The data:
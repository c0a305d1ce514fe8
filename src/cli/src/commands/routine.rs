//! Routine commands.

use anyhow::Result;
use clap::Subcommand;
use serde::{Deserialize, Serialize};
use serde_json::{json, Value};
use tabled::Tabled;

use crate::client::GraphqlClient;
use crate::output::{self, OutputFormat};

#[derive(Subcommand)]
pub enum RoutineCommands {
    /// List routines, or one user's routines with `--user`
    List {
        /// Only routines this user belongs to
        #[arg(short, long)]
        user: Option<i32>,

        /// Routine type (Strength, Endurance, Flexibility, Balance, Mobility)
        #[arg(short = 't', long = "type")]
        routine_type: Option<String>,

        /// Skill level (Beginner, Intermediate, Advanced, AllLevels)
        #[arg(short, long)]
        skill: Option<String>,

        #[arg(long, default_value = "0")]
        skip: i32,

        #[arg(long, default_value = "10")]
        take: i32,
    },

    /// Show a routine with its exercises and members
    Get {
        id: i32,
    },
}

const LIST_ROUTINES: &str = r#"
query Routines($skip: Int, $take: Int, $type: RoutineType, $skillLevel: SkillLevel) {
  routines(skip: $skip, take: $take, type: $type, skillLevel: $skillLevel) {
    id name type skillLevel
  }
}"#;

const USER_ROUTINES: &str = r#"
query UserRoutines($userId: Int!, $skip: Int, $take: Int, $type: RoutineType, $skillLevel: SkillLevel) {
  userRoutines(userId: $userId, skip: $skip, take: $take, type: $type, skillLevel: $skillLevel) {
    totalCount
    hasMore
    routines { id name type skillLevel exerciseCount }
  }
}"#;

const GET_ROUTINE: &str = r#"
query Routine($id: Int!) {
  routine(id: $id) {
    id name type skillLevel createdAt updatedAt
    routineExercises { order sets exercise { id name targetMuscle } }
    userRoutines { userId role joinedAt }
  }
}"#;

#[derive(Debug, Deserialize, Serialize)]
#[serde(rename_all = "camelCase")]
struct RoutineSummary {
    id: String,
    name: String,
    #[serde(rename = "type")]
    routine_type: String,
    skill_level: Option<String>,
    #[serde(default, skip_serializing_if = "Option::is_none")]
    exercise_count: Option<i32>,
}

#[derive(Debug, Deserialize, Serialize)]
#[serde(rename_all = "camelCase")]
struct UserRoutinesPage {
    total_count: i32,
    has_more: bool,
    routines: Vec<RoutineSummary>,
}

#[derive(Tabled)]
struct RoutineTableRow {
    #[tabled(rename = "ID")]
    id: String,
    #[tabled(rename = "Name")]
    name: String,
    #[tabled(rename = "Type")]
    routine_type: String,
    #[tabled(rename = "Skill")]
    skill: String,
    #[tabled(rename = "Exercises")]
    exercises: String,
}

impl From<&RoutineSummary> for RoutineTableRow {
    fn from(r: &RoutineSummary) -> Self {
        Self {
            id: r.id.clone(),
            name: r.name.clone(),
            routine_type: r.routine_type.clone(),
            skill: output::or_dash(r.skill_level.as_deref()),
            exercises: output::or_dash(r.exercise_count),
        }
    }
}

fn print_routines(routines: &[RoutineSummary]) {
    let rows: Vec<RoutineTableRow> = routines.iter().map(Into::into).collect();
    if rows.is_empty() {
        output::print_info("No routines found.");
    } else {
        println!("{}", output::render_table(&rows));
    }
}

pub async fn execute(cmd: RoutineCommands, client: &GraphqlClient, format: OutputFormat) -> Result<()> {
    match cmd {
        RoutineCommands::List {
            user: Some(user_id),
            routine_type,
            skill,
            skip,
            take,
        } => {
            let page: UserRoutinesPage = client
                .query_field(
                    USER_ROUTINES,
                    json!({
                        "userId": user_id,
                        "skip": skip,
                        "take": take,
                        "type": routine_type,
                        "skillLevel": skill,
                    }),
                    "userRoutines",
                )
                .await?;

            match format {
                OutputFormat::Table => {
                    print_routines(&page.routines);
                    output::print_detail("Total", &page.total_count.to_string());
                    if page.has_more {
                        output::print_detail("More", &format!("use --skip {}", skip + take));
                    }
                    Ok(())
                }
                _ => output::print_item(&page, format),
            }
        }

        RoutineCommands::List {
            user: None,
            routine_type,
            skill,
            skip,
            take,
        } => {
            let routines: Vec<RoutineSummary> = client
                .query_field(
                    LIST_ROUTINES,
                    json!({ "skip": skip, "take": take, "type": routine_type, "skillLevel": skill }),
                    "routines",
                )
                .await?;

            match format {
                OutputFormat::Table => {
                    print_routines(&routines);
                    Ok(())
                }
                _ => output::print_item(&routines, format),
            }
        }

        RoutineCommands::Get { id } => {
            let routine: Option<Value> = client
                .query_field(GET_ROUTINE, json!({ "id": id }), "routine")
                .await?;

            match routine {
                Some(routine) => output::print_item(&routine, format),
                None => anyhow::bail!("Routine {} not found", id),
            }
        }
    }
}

What you need to do:
Would you quote everything above from the line containing "#[arg(short = 't', long" down to the line containing "const LIST_ROUTINES: &str"? Include both of those lines and nothing else.

Task result:
        #[arg(short = 't', long = "type")]
        routine_type: Option<String>,

        /// Skill level (Beginner, Intermediate, Advanced, AllLevels)
        #[arg(short, long)]
        skill: Option<String>,

        #[arg(long, default_value = "0")]
        skip: i32,

        #[arg(long, default_value = "10")]
        take: i32,
    },

    /// Show a routine with its exercises and members
    Get {
        id: i32,
    },
}

const LIST_ROUTINES: &str = r#"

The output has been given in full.